Speaking at a press briefing, Jayathissa outlined the steps required to dismiss the embattled police chief. Under the existing legislation, a motion seeking the removal of the IGP must be supported by at least 75 members of Parliament.

However, in a show of significant backing, 115 MPs have already signed the proposal, which has been formally submitted to the Speaker.

On Tuesday, a group of National People’s Power (NPP) lawmakers put forward the motion, listing 27 corruption allegations against Tennakoon.

Opposition Leader Sajith Premadasa has also lent his support, stating that the Samagi Jana Balawegaya (SJB) will back the initiative in Parliament.
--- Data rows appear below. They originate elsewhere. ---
use std::collections::{HashMap, HashSet};
use std::sync::Arc;

use chrono::{DateTime, Utc};
use uuid::Uuid;

use crate::auth::{Identity, ensure_role, ensure_training_owner};
use crate::models::{
    CreateTraining, EditTraining, HistoryEntry, Role, Training, TrainingDetail, TrainingStatus,
    TrainingSummary, TrainingView, UpcomingTraining, User, UserRef,
};
use crate::notifier::{CancelledTraining, NotificationDispatcher};
use crate::store::{MemoryStore, RosterError};
use crate::validation::validate_required_text;

/// Trainer-side list filters: date window on the original instant and
/// a case-insensitive location substring.
#[derive(Debug, Clone, Default)]
pub struct TrainingFilter {
    pub from: Option<DateTime<Utc>>,
    pub to: Option<DateTime<Utc>>,
    pub location: Option<String>,
}

/// Owns the training lifecycle: the status state machine with its
/// cascades, player registration, and the role-shaped read side.
pub struct TrainingManager {
    store: Arc<MemoryStore>,
    dispatcher: NotificationDispatcher,
}

struct CancellationFanOut {
    attendee_ids: Vec<Uuid>,
    summary: CancelledTraining,
}

fn cancellation_summary(training: &Training) -> CancelledTraining {
    CancelledTraining {
        date_time: training.date_time,
        location: training.location.clone(),
        description: training.description.clone(),
    }
}

fn user_ref(user: User) -> UserRef {
    UserRef {
        id: user.id,
        name: user.name,
        email: user.email,
    }
}

impl TrainingManager {
    pub fn new(store: Arc<MemoryStore>, dispatcher: NotificationDispatcher) -> Self {
        Self { store, dispatcher }
    }

    pub async fn create(
        &self,
        identity: &Identity,
        req: CreateTraining,
    ) -> Result<TrainingView, RosterError> {
        ensure_role(identity, Role::Trainer)?;
        validate_required_text("location", &req.location)?;
        let training = self.store.create_training(identity.user_id, req).await;
        Ok(TrainingView::from(&training))
    }

    /// Applies a partial edit. Status cascades:
    /// - active -> postponed clears the attendee roster;
    /// - leaving postponed clears the postponed date;
    /// - the first transition into cancelled fans out one notice per
    ///   attendee without blocking the caller.
    pub async fn edit(
        &self,
        identity: &Identity,
        id: Uuid,
        patch: EditTraining,
    ) -> Result<TrainingView, RosterError> {
        let identity = *identity;
        let (view, fan_out) = self
            .store
            .update_training(id, move |t| {
                ensure_training_owner(&identity, t)?;
                if let Some(location) = patch.location {
                    validate_required_text("location", &location)?;
                    t.location = location;
                }
                if let Some(date_time) = patch.date_time {
                    t.date_time = date_time;
                }
                if let Some(description) = patch.description {
                    t.description = description;
                }
                if let Some(notes) = patch.notes {
                    t.notes = notes;
                }

                let mut fan_out = None;
                if let Some(status) = patch.status {
                    let was_active = t.status == TrainingStatus::Active;
                    let was_cancelled = t.status == TrainingStatus::Cancelled;
                    t.status = status;
                    if status == TrainingStatus::Postponed {
                        if let Some(postponed_date) = patch.postponed_date {
                            t.postponed_date = postponed_date;
                        }
                        // Players must re-register once a firm date exists.
                        if was_active {
                            t.attendees.clear();
                        }
                    } else {
                        t.postponed_date = None;
                    }
                    if status == TrainingStatus::Cancelled
                        && !was_cancelled
                        && !t.attendees.is_empty()
                    {
                        fan_out = Some(CancellationFanOut {
                            attendee_ids: t.attendees.clone(),
                            summary: cancellation_summary(t),
                        });
                    }
                } else if let Some(postponed_date) = patch.postponed_date {
                    t.postponed_date = postponed_date;
                }

                Ok((TrainingView::from(&*t), fan_out))
            })
            .await
            .ok_or(RosterError::NotFound("training"))??;

        if let Some(fan_out) = fan_out {
            let recipients = self.store.users_by_ids(&fan_out.attendee_ids).await;
            self.dispatcher
                .dispatch_cancellations(recipients, fan_out.summary);
        }
        Ok(view)
    }

    /// Deletes the training; any registered attendees are notified
    /// first, the same fan-out as a cancellation.
    pub async fn delete(&self, identity: &Identity, id: Uuid) -> Result<(), RosterError> {
        let training = self
            .store
            .find_training(id)
            .await
            .ok_or(RosterError::NotFound("training"))?;
        ensure_training_owner(identity, &training)?;

        if !training.attendees.is_empty() {
            let recipients = self.store.users_by_ids(&training.attendees).await;
            self.dispatcher
                .dispatch_cancellations(recipients, cancellation_summary(&training));
        }
        self.store.delete_training(id).await;
        Ok(())
    }

    pub async fn register(&self, identity: &Identity, id: Uuid) -> Result<(), RosterError> {
        ensure_role(identity, Role::Player)?;
        let player_id = identity.user_id;
        let now = Utc::now();
        self.store
            .update_training(id, move |t| {
                if t.status == TrainingStatus::Cancelled {
                    return Err(RosterError::InvalidState("training is cancelled"));
                }
                if t.status == TrainingStatus::Postponed && t.postponed_date.is_none() {
                    return Err(RosterError::InvalidState(
                        "training is postponed, new date not set yet",
                    ));
                }
                if t.target_date() < now {
                    return Err(RosterError::InvalidState("training has already taken place"));
                }
                if t.is_attendee(player_id) {
                    return Err(RosterError::Conflict("already registered"));
                }
                t.attendees.push(player_id);
                Ok(())
            })
            .await
            .ok_or(RosterError::NotFound("training"))?
    }

    /// A player may always withdraw, whatever the status or date.
    pub async fn unregister(&self, identity: &Identity, id: Uuid) -> Result<(), RosterError> {
        ensure_role(identity, Role::Player)?;
        let player_id = identity.user_id;
        self.store
            .update_training(id, move |t| {
                if !t.is_attendee(player_id) {
                    return Err(RosterError::Conflict("not registered"));
                }
                t.attendees.retain(|a| *a != player_id);
                Ok(())
            })
            .await
            .ok_or(RosterError::NotFound("training"))?
    }

    /// Replaces the attendance record with the supplied ids, filtered
    /// to players who actually registered. Idempotent: repeated calls
    /// overwrite prior marks.
    pub async fn mark_attendance(
        &self,
        identity: &Identity,
        id: Uuid,
        player_ids: Vec<Uuid>,
    ) -> Result<Vec<Uuid>, RosterError> {
        let identity = *identity;
        let now = Utc::now();
        self.store
            .update_training(id, move |t| {
                ensure_training_owner(&identity, t)?;
                if t.date_time > now {
                    return Err(RosterError::InvalidState(
                        "cannot mark attendance for a future training",
                    ));
                }
                let mut seen = HashSet::new();
                let confirmed: Vec<Uuid> = player_ids
                    .into_iter()
                    .filter(|id| t.attendees.contains(id) && seen.insert(*id))
                    .collect();
                t.attendance = confirmed.clone();
                Ok(confirmed)
            })
            .await
            .ok_or(RosterError::NotFound("training"))?
    }

    pub async fn list_for_trainer(
        &self,
        identity: &Identity,
        filter: &TrainingFilter,
    ) -> Result<Vec<TrainingSummary>, RosterError> {
        ensure_role(identity, Role::Trainer)?;
        let needle = filter.location.as_deref().map(str::to_lowercase);
        let mut items = self
            .store
            .trainings_where(|t| {
                t.trainer_id == identity.user_id
                    && filter.from.is_none_or(|from| t.date_time >= from)
                    && filter.to.is_none_or(|to| t.date_time <= to)
                    && needle
                        .as_deref()
                        .is_none_or(|n| t.location.to_lowercase().contains(n))
            })
            .await;
        items.sort_by_key(|t| t.date_time);

        let now = Utc::now();
        Ok(items
            .into_iter()
            .map(|t| TrainingSummary {
                id: t.id,
                date_time: t.date_time,
                postponed_date: t.postponed_date,
                location: t.location,
                description: t.description,
                notes: t.notes,
                status: t.status,
                attendees_count: t.attendees.len(),
                attendance_count: t.attendance.len(),
                is_past: t.date_time < now,
            })
            .collect())
    }

    /// Upcoming sessions a player could attend: active ones still
    /// ahead, plus postponed ones whose new date is set and ahead.
    pub async fn list_upcoming_for_player(
        &self,
        identity: &Identity,
    ) -> Result<Vec<UpcomingTraining>, RosterError> {
        ensure_role(identity, Role::Player)?;
        let now = Utc::now();

        let mut active = self
            .store
            .trainings_where(|t| t.status == TrainingStatus::Active && t.date_time >= now)
            .await;
        active.sort_by_key(|t| t.date_time);

        let mut postponed = self
            .store
            .trainings_where(|t| {
                t.status == TrainingStatus::Postponed
                    && t.postponed_date.is_some_and(|d| d >= now)
            })
            .await;
        postponed.sort_by_key(|t| t.postponed_date);

        let items: Vec<Training> = active.into_iter().chain(postponed).collect();
        let trainer_names = self.trainer_names(&items).await;
        Ok(items
            .into_iter()
            .map(|t| {
                let is_registered = t.is_attendee(identity.user_id);
                UpcomingTraining {
                    id: t.id,
                    date_time: t.date_time,
                    postponed_date: t.postponed_date,
                    location: t.location,
                    description: t.description,
                    status: t.status,
                    trainer_name: trainer_name_for(&trainer_names, t.trainer_id),
                    is_registered,
                }
            })
            .collect())
    }

    /// Past, non-cancelled sessions, newest first, flagged with the
    /// player's own registration and attendance.
    pub async fn history(&self, identity: &Identity) -> Result<Vec<HistoryEntry>, RosterError> {
        ensure_role(identity, Role::Player)?;
        let now = Utc::now();
        let mut items = self
            .store
            .trainings_where(|t| t.date_time < now && t.status != TrainingStatus::Cancelled)
            .await;
        items.sort_by(|a, b| b.date_time.cmp(&a.date_time));

        let trainer_names = self.trainer_names(&items).await;
        Ok(items
            .into_iter()
            .map(|t| {
                let was_registered = t.is_attendee(identity.user_id);
                let attended = t.attendance.contains(&identity.user_id);
                HistoryEntry {
                    id: t.id,
                    date_time: t.date_time,
                    location: t.location,
                    description: t.description,
                    trainer_name: trainer_name_for(&trainer_names, t.trainer_id),
                    was_registered,
                    attended,
                }
            })
            .collect())
    }

    pub async fn detail(
        &self,
        identity: &Identity,
        id: Uuid,
    ) -> Result<TrainingDetail, RosterError> {
        let training = self
            .store
            .find_training(id)
            .await
            .ok_or(RosterError::NotFound("training"))?;
        if identity.role == Role::Trainer {
            ensure_training_owner(identity, &training)?;
        }

        let trainer_name = self
            .store
            .find_user(training.trainer_id)
            .await
            .map(|u| u.name)
            .unwrap_or_else(|| "N/A".into());
        let attendees = self.store.users_by_ids(&training.attendees).await;
        let attendance = self.store.users_by_ids(&training.attendance).await;

        // Notes are a trainer-facing field; players never see them.
        let own = training.trainer_id == identity.user_id || identity.role == Role::Admin;
        Ok(TrainingDetail {
            id: training.id,
            date_time: training.date_time,
            postponed_date: training.postponed_date,
            location: training.location,
            description: training.description,
            notes: if own { training.notes } else { None },
            status: training.status,
            trainer_name,
            attendees: attendees.into_iter().map(user_ref).collect(),
            attendance: attendance.into_iter().map(user_ref).collect(),
        })
    }

    async fn trainer_names(&self, trainings: &[Training]) -> HashMap<Uuid, String> {
        let ids: Vec<Uuid> = trainings
            .iter()
            .map(|t| t.trainer_id)
            .collect::<HashSet<_>>()
            .into_iter()
            .collect();
        self.store
            .users_by_ids(&ids)
            .await
            .into_iter()
            .map(|u| (u.id, u.name))
            .collect()
    }
}

fn trainer_name_for(names: &HashMap<Uuid, String>, trainer_id: Uuid) -> String {
    names.get(&trainer_id).cloned().unwrap_or_else(|| "N/A".into())
}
Jayathissa expressed confidence that the motion would secure the necessary parliamentary approval when it is taken up for debate during the upcoming sittings on April 8 or 9. He further explained that, alongside the parliamentary vote, a special investigative committee would be appointed to examine the allegations against Tennakoon.

This committee will be formed with nominations from the Chief Justice and will include a serving Supreme Court judge, the chairman of the National Police Commission, and a senior government administrator. Their findings will be compiled into a report and submitted to Parliament for final endorsement.

In response to concerns regarding the ongoing legal proceedings surrounding Tennakoon’s appointment, the minister assured that the parliamentary process would not interfere with court hearings.

“All allegations against him will be investigated thoroughly,” Jayathissa stated, highlighting some of the most serious claims, including accusations that Tennakoon unlawfully received salaries from external institutions while serving in a government position.

He also referenced suspicions about an unlicensed distillery allegedly operated at Tennakoon’s residence, which the Criminal Investigation Department (CID) has been tasked with investigating.

Further inquiries will also be made into the suspended police chief’s international travel records, though Jayathissa noted that specific details might not be disclosed publicly due to the sensitive nature of the probe.

“There will be no selective justice,” he added, insisting that the law would be applied impartially. “No one is above the legal system, and all necessary measures will be taken to ensure accountability.”